Good morning, Chinese breakfast | Salted chicken congee

Good morning, Chinese breakfast | Salted chicken congee

CHINESE BREAKFAST SALTED CHICKEN CONGEE – I grew up eating congee. Congee is a typical Chinese breakfast item. For many people that aren’t familiar with Asian style breakfast it is a bit too heavy to eat this in the early morning. To be honest I am also not a fan to eat this in the morning. I grew up eating this as brunch or lunch. Often prepared during weekends, you can compare it with the Sunday brunch when you will also take time to prepare and enjoy the food. Congee is easy to make at home, you can add either fish, meat or go for the vegetarian option. I like it with chicken so I made salted chicken congee this time.  Side dishes that go well with congee are Chinese doughnut and stir fried egg noodles with bean sprout.

Hong kong style breakfast


In Hong Kong you have these congee shops that mainly serve congee and other items that go well with congee. No hassle at home, but that is typical Hong Kong; you can buy and eat everything outside. In the Netherlands Asian breakfast is not available.
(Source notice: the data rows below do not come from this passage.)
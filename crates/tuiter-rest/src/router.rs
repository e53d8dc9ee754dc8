//! Main application router.

use crate::{
    controllers::{follow_controller, health_controller, message_controller},
    middleware::logging_middleware,
    state::AppState,
};
use axum::{http::HeaderValue, middleware, routing::get, Router};
use tower_http::{
    cors::{Any, CorsLayer},
    trace::TraceLayer,
};
use tracing::info;
use tuiter_config::ServerConfig;

/// Creates the main application router.
///
/// DAOs arrive already constructed inside `AppState` (one per resource,
/// built at process start) and are shared by reference with every
/// handler.
pub fn create_router(state: AppState, server_config: &ServerConfig) -> Router {
    let cors = create_cors_layer(server_config);

    // Both resources hang off the same /api/users/:uid prefix.
    let user_scoped = Router::new()
        .merge(follow_controller::router())
        .merge(message_controller::router())
        .with_state(state);

    let router = Router::new()
        // Health endpoints
        .merge(health_controller::router())
        // Follows and messages API
        .nest("/api/users/:uid", user_scoped)
        // Root endpoint
        .route("/", get(root))
        // Middleware layers
        .layer(cors)
        .layer(TraceLayer::new_for_http())
        .layer(middleware::from_fn(logging_middleware));

    info!("Router created with follows and messages endpoints");
    router
}

/// Creates a CORS layer based on server configuration.
fn create_cors_layer(server_config: &ServerConfig) -> CorsLayer {
    if !server_config.cors_enabled {
        return CorsLayer::new();
    }

    if server_config.cors_origins.contains(&"*".to_string()) {
        return CorsLayer::permissive();
    }

    // Origins that fail to parse as header values are skipped.
    let origins: Vec<HeaderValue> = server_config
        .cors_origins
        .iter()
        .filter_map(|origin| origin.parse().ok())
        .collect();

    CorsLayer::new()
        .allow_origin(origins)
        .allow_methods(Any)
        .allow_headers(Any)
}

/// Root endpoint handler.
async fn root() -> &'static str {
    "Welcome to Tuiter!"
}
//! MongoDB message DAO implementation.

use crate::mongo::documents::MessageDocument;
use crate::mongo::expand::attach_users;
use crate::mongo::store::MongoStore;
use crate::traits::MessageDao;
use async_trait::async_trait;
use bson::doc;
use chrono::Utc;
use futures::stream::TryStreamExt;
use std::sync::Arc;
use tracing::debug;
use tuiter_core::{DeleteOutcome, Message, NewMessage, TuiterResult, UserId};

/// MongoDB-backed message DAO.
#[derive(Debug, Clone)]
pub struct MongoMessageDao {
    store: Arc<MongoStore>,
}

impl MongoMessageDao {
    /// Creates a new message DAO over the given store.
    #[must_use]
    pub fn new(store: Arc<MongoStore>) -> Self {
        Self { store }
    }
}

#[async_trait]
impl MessageDao for MongoMessageDao {
    async fn send_message(
        &self,
        sender_uid: UserId,
        receiver_uid: UserId,
        message: NewMessage,
    ) -> TuiterResult<Message> {
        debug!("Creating message: {} -> {}", sender_uid, receiver_uid);

        let sent_on = message.sent_on.unwrap_or_else(Utc::now);
        let document = MessageDocument::new(sender_uid, receiver_uid, message.message, sent_on);
        self.store.messages().insert_one(&document).await?;

        Ok(Message::from(document))
    }

    async fn delete_message(
        &self,
        sender_uid: UserId,
        receiver_uid: UserId,
    ) -> TuiterResult<DeleteOutcome> {
        debug!("Deleting message: {} -> {}", sender_uid, receiver_uid);

        // Single-document delete keyed by the pair; with several
        // matching messages the store picks one arbitrarily.
        let result = self
            .store
            .messages()
            .delete_one(doc! {
                "sender": sender_uid.into_inner(),
                "receiver": receiver_uid.into_inner(),
            })
            .await?;

        Ok(DeleteOutcome::new(result.deleted_count))
    }

    async fn find_all_messages_sent(&self, uid: UserId) -> TuiterResult<Vec<Message>> {
        debug!("Finding messages sent by user: {}", uid);

        let documents: Vec<MessageDocument> = self
            .store
            .messages()
            .find(doc! { "sender": uid.into_inner() })
            .await?
            .try_collect()
            .await?;

        let mut messages: Vec<Message> = documents.into_iter().map(Message::from).collect();

        let users = self
            .store
            .load_users(messages.iter().map(|m| m.receiver.user_id()))
            .await?;
        attach_users(messages.iter_mut().map(|m| &mut m.receiver), &users);

        Ok(messages)
    }

    async fn find_all_messages_received(&self, uid: UserId) -> TuiterResult<Vec<Message>> {
        debug!("Finding messages received by user: {}", uid);

        let documents: Vec<MessageDocument> = self
            .store
            .messages()
            .find(doc! { "receiver": uid.into_inner() })
            .await?
            .try_collect()
            .await?;

        let mut messages: Vec<Message> = documents.into_iter().map(Message::from).collect();

        let users = self
            .store
            .load_users(messages.iter().map(|m| m.sender.user_id()))
            .await?;
        attach_users(messages.iter_mut().map(|m| &mut m.sender), &users);

        Ok(messages)
    }
}
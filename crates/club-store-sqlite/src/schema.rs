//! SQL schema for the club SQLite store.
//!
//! Executed once at connection startup. Future migrations will be gated on
//! `PRAGMA user_version`.

/// Version stamped into `PRAGMA user_version` by [`SCHEMA`].
pub const SCHEMA_VERSION: i64 = 1;

/// Full schema DDL; idempotent thanks to `CREATE ... IF NOT EXISTS`.
///
/// There are deliberately no `REFERENCES` clauses: deleting a sport or member
/// leaves its subscriptions in place.
pub const SCHEMA: &str = "
PRAGMA journal_mode = WAL;

CREATE TABLE IF NOT EXISTS sports (
    sport_id    TEXT PRIMARY KEY,
    name        TEXT NOT NULL,
    description TEXT NOT NULL,
    category    TEXT NOT NULL,
    max_members INTEGER CHECK (max_members IS NULL OR max_members > 0),
    created_at  TEXT NOT NULL,   -- RFC 3339 UTC
    updated_at  TEXT NOT NULL
);

CREATE TABLE IF NOT EXISTS members (
    member_id       TEXT PRIMARY KEY,
    first_name      TEXT NOT NULL,
    last_name       TEXT NOT NULL,
    email           TEXT NOT NULL,
    phone           TEXT NOT NULL,
    date_of_birth   TEXT NOT NULL,   -- YYYY-MM-DD
    address         TEXT NOT NULL,
    membership_date TEXT NOT NULL,   -- YYYY-MM-DD
    status          TEXT NOT NULL,   -- 'active' | 'inactive'
    created_at      TEXT NOT NULL,
    updated_at      TEXT NOT NULL
);

-- One row per (member, sport) pair regardless of status; a cancelled row is
-- reactivated in place rather than duplicated.
CREATE TABLE IF NOT EXISTS subscriptions (
    subscription_id   TEXT PRIMARY KEY,
    member_id         TEXT NOT NULL,
    sport_id          TEXT NOT NULL,
    subscription_date TEXT NOT NULL,
    status            TEXT NOT NULL,   -- 'active' | 'cancelled'
    created_at        TEXT NOT NULL,
    updated_at        TEXT NOT NULL
);

CREATE UNIQUE INDEX IF NOT EXISTS members_email_idx      ON members(email);
CREATE INDEX        IF NOT EXISTS members_status_idx     ON members(status);
CREATE INDEX        IF NOT EXISTS sports_category_idx    ON sports(category);
CREATE INDEX        IF NOT EXISTS subscriptions_member_idx ON subscriptions(member_id);
CREATE INDEX        IF NOT EXISTS subscriptions_sport_idx  ON subscriptions(sport_id);
CREATE UNIQUE INDEX IF NOT EXISTS subscriptions_pair_idx
    ON subscriptions(member_id, sport_id);

PRAGMA user_version = 1;
";
#[test]
fn unique_email_violation_maps_to_conflict() {
  let conn = rusqlite::Connection::open_in_memory().unwrap();
  conn.execute_batch(crate::schema::SCHEMA).unwrap();

  let insert = "INSERT INTO members (member_id, first_name, last_name, email, \
                phone, date_of_birth, address, membership_date, status, \
                created_at, updated_at) \
                VALUES (?1, 'A', 'B', 'a@b.com', '', '1990-01-01', '', \
                '2024-01-01', 'active', '2024-01-01T00:00:00Z', \
                '2024-01-01T00:00:00Z')";
  conn
    .execute(insert, [Uuid::new_v4().to_string()])
    .unwrap();
  let raw_err = conn
    .execute(insert, [Uuid::new_v4().to_string()])
    .unwrap_err();

  let mapped = crate::queries::unique_as(
    "members.email",
    club_core::Error::DuplicateEmail("a@b.com".into()),
  )(raw_err);
  assert_eq!(mapped.kind(), ErrorKind::Conflict);
  assert!(matches!(
    mapped,
    crate::Error::Core(club_core::Error::DuplicateEmail(_))
  ));
}

#[test]
fn unrelated_constraint_violation_stays_a_storage_error() {
  let conn = rusqlite::Connection::open_in_memory().unwrap();
  conn.execute_batch(crate::schema::SCHEMA).unwrap();

  let raw_err = conn
    .execute(
      "INSERT INTO sports (sport_id, name, description, category, \
       max_members, created_at, updated_at) \
       VALUES ('x', 'n', '', 'c', 0, '', '')",
      [],
    )
    .unwrap_err();

  let mapped = crate::queries::unique_as(
    "members.email",
    club_core::Error::DuplicateEmail("a@b.com".into()),
  )(raw_err);
  assert_eq!(mapped.kind(), ErrorKind::Storage);
}

#[tokio::test(flavor = "multi_thread", worker_threads = 4)]
async fn racing_handles_subscribe_exactly_once() {
  let dir = tempfile::tempdir().unwrap();
  let path = dir.path().join("club.db");
  let setup = SqliteStore::open(&path).await.unwrap();

  for round in 0..10 {
    let member = setup
      .add_member(new_member(&format!("m{round}@b.com")))
      .await
      .unwrap();
    let sport = setup.add_sport(football()).await.unwrap();

    let mut tasks = tokio::task::JoinSet::new();
    for _ in 0..6 {
      let path = path.clone();
      let (member_id, sport_id) = (member.member_id, sport.sport_id);
      tasks.spawn(async move {
        let s = SqliteStore::open(&path).await.unwrap();
        let result = s.subscribe_member_to_sport(member_id, sport_id).await;
        s.close().await.unwrap();
        result
      });
    }

    let mut ok = 0;
    while let Some(joined) = tasks.join_next().await {
      match joined.unwrap() {
        Ok(_) => ok += 1,
        Err(e) => assert_eq!(e.kind(), ErrorKind::Conflict, "round {round}: {e}"),
      }
    }
    assert_eq!(ok, 1, "round {round}");
    assert_eq!(
      setup
        .get_member_subscriptions(member.member_id)
        .await
        .unwrap()
        .len(),
      1
    );
  }
}
//! The `ClubStore` trait.
//!
//! The trait is implemented by storage backends (e.g. `club-store-sqlite`).
//! Callers (the `club` binary, any presentation layer) depend on this
//! abstraction and are handed one explicitly constructed store; there is no
//! global instance.

use std::future::Future;

use uuid::Uuid;

use crate::{
  member::{Member, MemberPatch, MemberStatus, NewMember},
  sport::{NewSport, Sport, SportPatch},
  subscription::Subscription,
  view::{MemberWithSports, SportWithMembers},
};

/// Abstraction over a club store backend.
///
/// Every operation either fully applies or fails, leaving all three
/// collections exactly as they were. Full scans return records in insertion
/// order.
///
/// References from subscriptions to members and sports are checked when a
/// subscription is created but are not cascaded on delete: deleting a sport
/// or member leaves its subscription rows in place.
pub trait ClubStore: Send + Sync {
  type Error: std::error::Error + Send + Sync + 'static;

  // ── Sports ────────────────────────────────────────────────────────────

  /// Persist a new sport with a fresh id and `created_at == updated_at`.
  fn add_sport(
    &self,
    input: NewSport,
  ) -> impl Future<Output = Result<Sport, Self::Error>> + Send + '_;

  /// Retrieve a sport by id. Returns `None` if not found.
  fn get_sport(
    &self,
    id: Uuid,
  ) -> impl Future<Output = Result<Option<Sport>, Self::Error>> + Send + '_;

  fn get_all_sports(
    &self,
  ) -> impl Future<Output = Result<Vec<Sport>, Self::Error>> + Send + '_;

  /// All sports whose category equals `category` exactly.
  fn get_sports_by_category<'a>(
    &'a self,
    category: &'a str,
  ) -> impl Future<Output = Result<Vec<Sport>, Self::Error>> + Send + 'a;

  /// Merge `patch` onto the stored sport and bump `updated_at`.
  ///
  /// Returns a not-found error if `id` is absent.
  fn update_sport(
    &self,
    id: Uuid,
    patch: SportPatch,
  ) -> impl Future<Output = Result<Sport, Self::Error>> + Send + '_;

  /// Remove a sport. Returns whether a row was removed.
  fn delete_sport(
    &self,
    id: Uuid,
  ) -> impl Future<Output = Result<bool, Self::Error>> + Send + '_;

  // ── Members ───────────────────────────────────────────────────────────

  /// Persist a new member. Fails with a conflict if the email is taken.
  fn add_member(
    &self,
    input: NewMember,
  ) -> impl Future<Output = Result<Member, Self::Error>> + Send + '_;

  fn get_member(
    &self,
    id: Uuid,
  ) -> impl Future<Output = Result<Option<Member>, Self::Error>> + Send + '_;

  fn get_member_by_email<'a>(
    &'a self,
    email: &'a str,
  ) -> impl Future<Output = Result<Option<Member>, Self::Error>> + Send + 'a;

  fn get_all_members(
    &self,
  ) -> impl Future<Output = Result<Vec<Member>, Self::Error>> + Send + '_;

  fn get_members_by_status(
    &self,
    status: MemberStatus,
  ) -> impl Future<Output = Result<Vec<Member>, Self::Error>> + Send + '_;

  /// Merge `patch` onto the stored member and bump `updated_at`.
  ///
  /// Fails with not-found if `id` is absent, or with a conflict if the patch
  /// moves the member onto another member's email.
  fn update_member(
    &self,
    id: Uuid,
    patch: MemberPatch,
  ) -> impl Future<Output = Result<Member, Self::Error>> + Send + '_;

  /// Remove a member. Returns whether a row was removed.
  fn delete_member(
    &self,
    id: Uuid,
  ) -> impl Future<Output = Result<bool, Self::Error>> + Send + '_;

  // ── Subscriptions ─────────────────────────────────────────────────────

  /// Subscribe a member to a sport.
  ///
  /// - Fails with not-found if either record is absent.
  /// - Fails with a conflict if an active subscription for the pair exists.
  /// - If a cancelled subscription for the pair exists it is reactivated in
  ///   place: same id, `subscription_date` refreshed.
  fn subscribe_member_to_sport(
    &self,
    member_id: Uuid,
    sport_id: Uuid,
  ) -> impl Future<Output = Result<Subscription, Self::Error>> + Send + '_;

  /// Point lookup by (member, sport) pair, any status.
  fn get_subscription(
    &self,
    member_id: Uuid,
    sport_id: Uuid,
  ) -> impl Future<Output = Result<Option<Subscription>, Self::Error>> + Send + '_;

  /// All subscription rows (any status) for a member.
  fn get_member_subscriptions(
    &self,
    member_id: Uuid,
  ) -> impl Future<Output = Result<Vec<Subscription>, Self::Error>> + Send + '_;

  /// All subscription rows (any status) for a sport.
  fn get_sport_subscriptions(
    &self,
    sport_id: Uuid,
  ) -> impl Future<Output = Result<Vec<Subscription>, Self::Error>> + Send + '_;

  fn get_all_subscriptions(
    &self,
  ) -> impl Future<Output = Result<Vec<Subscription>, Self::Error>> + Send + '_;

  /// Mark the pair's subscription cancelled. The row is kept for history.
  ///
  /// Fails with not-found if the pair has no subscription.
  fn cancel_subscription(
    &self,
    member_id: Uuid,
    sport_id: Uuid,
  ) -> impl Future<Output = Result<Subscription, Self::Error>> + Send + '_;

  // ── Derived views ─────────────────────────────────────────────────────

  /// The member plus the sports reachable through its active subscriptions.
  /// Returns `None` if the member does not exist.
  fn get_member_with_sports(
    &self,
    member_id: Uuid,
  ) -> impl Future<Output = Result<Option<MemberWithSports>, Self::Error>> + Send + '_;

  /// The sport plus the members reachable through its active subscriptions.
  /// Returns `None` if the sport does not exist.
  fn get_sport_with_members(
    &self,
    sport_id: Uuid,
  ) -> impl Future<Output = Result<Option<SportWithMembers>, Self::Error>> + Send + '_;

  // ── Maintenance ───────────────────────────────────────────────────────

  /// Empty all three collections in one step.
  fn clear_all_data(
    &self,
  ) -> impl Future<Output = Result<(), Self::Error>> + Send + '_;
}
So I prepare it at home, not difficult but take some time. 

Salted chicken congee

Ingredients:

  • 160 gram rice*
  • 2 L water
  • Dried scallops (conpoy), as much as you like
  • 1 piece of chicken breast
  • Few slices of ginger
  • Spring onion (optional)

* You can also use leftover rice of the day before.


Directions:

  1. Salt the chicken and leave it overnight in the fridge.
  2. Take a big pan with a lid, pour in the 2 liters of water and add in rice, dried scallops and ginger. Bring it to boil.
  3. Meanwhile grill or cook the chicken golden brown. Shred or cut the chicken in small pieces and set aside.
  4. If the congee starts boiling, then continue simmering over medium-low heat for about 20 minutes, add in the chicken and simmer for another 20 minutes or until smooth. As the chicken is already salted, I did not add any salt in the congee. Stir once and a while to avoid sticking.

Serve it hot and top it with some spring onions.